During its history, the magazine has published the Italian translation of numerous American and European comics series, such as Looney Tunes, The Smurfs, Lucky Luke, Popeye, Iznogoud, Hanna-Barbera's characters, Asterix and the Teenage Mutant Ninja Turtles.
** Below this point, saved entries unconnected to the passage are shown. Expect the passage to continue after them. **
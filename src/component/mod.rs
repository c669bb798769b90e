//! Policy and routine contracts
//!
//! A process runs exactly one policy and zero or more routines. Both are
//! created by name through the [`Registry`], configured once with a JSON
//! payload they validate themselves, and started once. Every method takes
//! `&self`: the command harness calls into components while their own
//! background tasks are running.

pub mod heartbeat;
pub mod noop;
pub mod registry;

use std::fmt;
use std::sync::Arc;

use serde_json::Value as JsonValue;

use crate::error::ComponentError;

pub use heartbeat::{HeartbeatConfig, HeartbeatRoutine};
pub use noop::{NoopPolicy, NoopRoutine};
pub use registry::{PolicyFactory, Registry, RoutineFactory};

/// Opaque per-component configuration payload.
pub type ConfigPayload = JsonValue;

/// Result of a component operation
pub type ComponentResult<T> = std::result::Result<T, ComponentError>;

// ============================================================================
// Contracts
// ============================================================================

/// The single resource-management policy of a process.
pub trait Policy: Send + Sync {
    /// Validate and apply the configuration payload.
    fn set_config(&self, config: &ConfigPayload) -> ComponentResult<()>;

    /// Effective configuration, in canonical form.
    fn config(&self) -> ConfigPayload;

    /// Start the policy's background work. Called at most once.
    fn start(&self) -> ComponentResult<()>;

    /// Execute a harness command addressed to this policy.
    fn dispatch(&self, args: &[String]) -> ComponentResult<String>;
}

/// An auxiliary component that may consult the policy.
pub trait Routine: Send + Sync {
    /// Validate and apply the configuration payload.
    fn set_config(&self, config: &ConfigPayload) -> ComponentResult<()>;

    /// Attach the running policy. Always called before [`Routine::start`].
    fn bind_policy(&self, policy: Arc<dyn Policy>) -> ComponentResult<()>;

    /// Start the routine's background work. Called at most once.
    fn start(&self) -> ComponentResult<()>;

    /// Execute a harness command addressed to this routine.
    fn dispatch(&self, args: &[String]) -> ComponentResult<String>;
}

// ============================================================================
// Kind / State
// ============================================================================

/// The two component families the registry knows about.
#[derive(Debug, Clone, Copy, PartialEq, Eq, Hash)]
pub enum ComponentKind {
    Policy,
    Routine,
}

impl fmt::Display for ComponentKind {
    fn fmt(&self, f: &mut fmt::Formatter<'_>) -> fmt::Result {
        match self {
            ComponentKind::Policy => write!(f, "policy"),
            ComponentKind::Routine => write!(f, "routine"),
        }
    }
}

/// Lifecycle state reported by built-in components.
///
/// There is no way back from `Running`: components are never stopped.
#[derive(Debug, Clone, Copy, PartialEq, Eq)]
pub enum ComponentState {
    /// Created by the registry, no configuration applied yet
    Created,
    /// Configuration accepted
    Configured,
    /// Started
    Running,
}

impl ComponentState {
    /// Whether a configuration may still be applied.
    pub fn accepts_config(&self) -> bool {
        !matches!(self, ComponentState::Running)
    }
}

impl fmt::Display for ComponentState {
    fn fmt(&self, f: &mut fmt::Formatter<'_>) -> fmt::Result {
        match self {
            ComponentState::Created => write!(f, "created"),
            ComponentState::Configured => write!(f, "configured"),
            ComponentState::Running => write!(f, "running"),
        }
    }
}

/// Normalize an absent payload to an empty object.
pub(crate) fn payload_or_empty(config: &ConfigPayload) -> ConfigPayload {
    if config.is_null() {
        JsonValue::Object(Default::default())
    } else {
        config.clone()
    }
}
use serde::{Deserialize, Serialize};
use std::path::Path;

use crate::component::ConfigPayload;
use crate::error::{ConfigSyntaxError, MemtierError, Result};

/// Daemon configuration file
#[derive(Debug, Clone, Default, Deserialize, Serialize)]
#[serde(deny_unknown_fields)]
pub struct DaemonConfig {
    /// The policy to run. Required; kept optional so that its absence can be
    /// reported as a missing section rather than a parse error.
    #[serde(default)]
    pub policy: Option<PolicyDescriptor>,
    /// Routines, in start order
    #[serde(default)]
    pub routines: Vec<RoutineDescriptor>,
}

/// Names a policy and carries its configuration payload.
#[derive(Debug, Clone, Default, PartialEq, Deserialize, Serialize)]
#[serde(deny_unknown_fields)]
pub struct PolicyDescriptor {
    #[serde(default)]
    pub name: String,
    /// Free-form payload, validated only by the named policy
    #[serde(default)]
    pub config: ConfigPayload,
}

impl PolicyDescriptor {
    /// True for a section that sets neither a name nor a payload.
    pub fn is_zero(&self) -> bool {
        self.name.is_empty() && self.config.is_null()
    }
}

/// Names a routine and carries its configuration payload.
#[derive(Debug, Clone, Default, PartialEq, Deserialize, Serialize)]
#[serde(deny_unknown_fields)]
pub struct RoutineDescriptor {
    pub name: String,
    /// Free-form payload, validated only by the named routine
    #[serde(default)]
    pub config: ConfigPayload,
}

/// Supported configuration file formats
#[derive(Debug, Clone, Copy, PartialEq, Eq)]
pub enum ConfigFormat {
    Yaml,
    Toml,
    Json,
}

impl ConfigFormat {
    /// Pick the format from the file extension; YAML unless it says otherwise.
    pub fn from_path(path: &Path) -> Self {
        match path
            .extension()
            .and_then(|ext| ext.to_str())
            .map(|ext| ext.to_ascii_lowercase())
            .as_deref()
        {
            Some("toml") => ConfigFormat::Toml,
            Some("json") => ConfigFormat::Json,
            _ => ConfigFormat::Yaml,
        }
    }
}

impl DaemonConfig {
    /// Load configuration from a file
    pub fn load_from<P: AsRef<Path>>(path: P) -> Result<Self> {
        let path = path.as_ref();
        let contents = std::fs::read_to_string(path).map_err(|source| MemtierError::ConfigRead {
            path: path.to_path_buf(),
            source,
        })?;

        Self::parse(&contents, ConfigFormat::from_path(path)).map_err(|source| {
            MemtierError::ConfigParse {
                path: path.to_path_buf(),
                source,
            }
        })
    }

    /// Parse configuration text in the given format.
    ///
    /// Component payloads are handed over exactly as written: key case and
    /// integer width are preserved. An empty document is an empty config.
    pub fn parse(
        contents: &str,
        format: ConfigFormat,
    ) -> std::result::Result<Self, ConfigSyntaxError> {
        if contents.trim().is_empty() {
            return Ok(Self::default());
        }
        match format {
            ConfigFormat::Yaml => {
                // A document holding only comments is null.
                let doc: serde_yaml::Value = serde_yaml::from_str(contents)?;
                if doc.is_null() {
                    return Ok(Self::default());
                }
                Ok(serde_yaml::from_value(doc)?)
            }
            ConfigFormat::Toml => Ok(toml::from_str(contents)?),
            ConfigFormat::Json => Ok(serde_json::from_str(contents)?),
        }
    }
}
It also featured adaptations of famous novel and literary works, including The Betrothed, Robinson Crusoe, Gargantua and Pantagruel, Hamlet and others.

Original characters published on the pages of Il Giornalino include Capitan Erik, Commissario Spada, Dodo & Cocco, Jack Speed, Larry Yuma, Micromino, Nicoletta, Petra Chérie, Piccolo Dente, Pinky, and Rosco & Sonny.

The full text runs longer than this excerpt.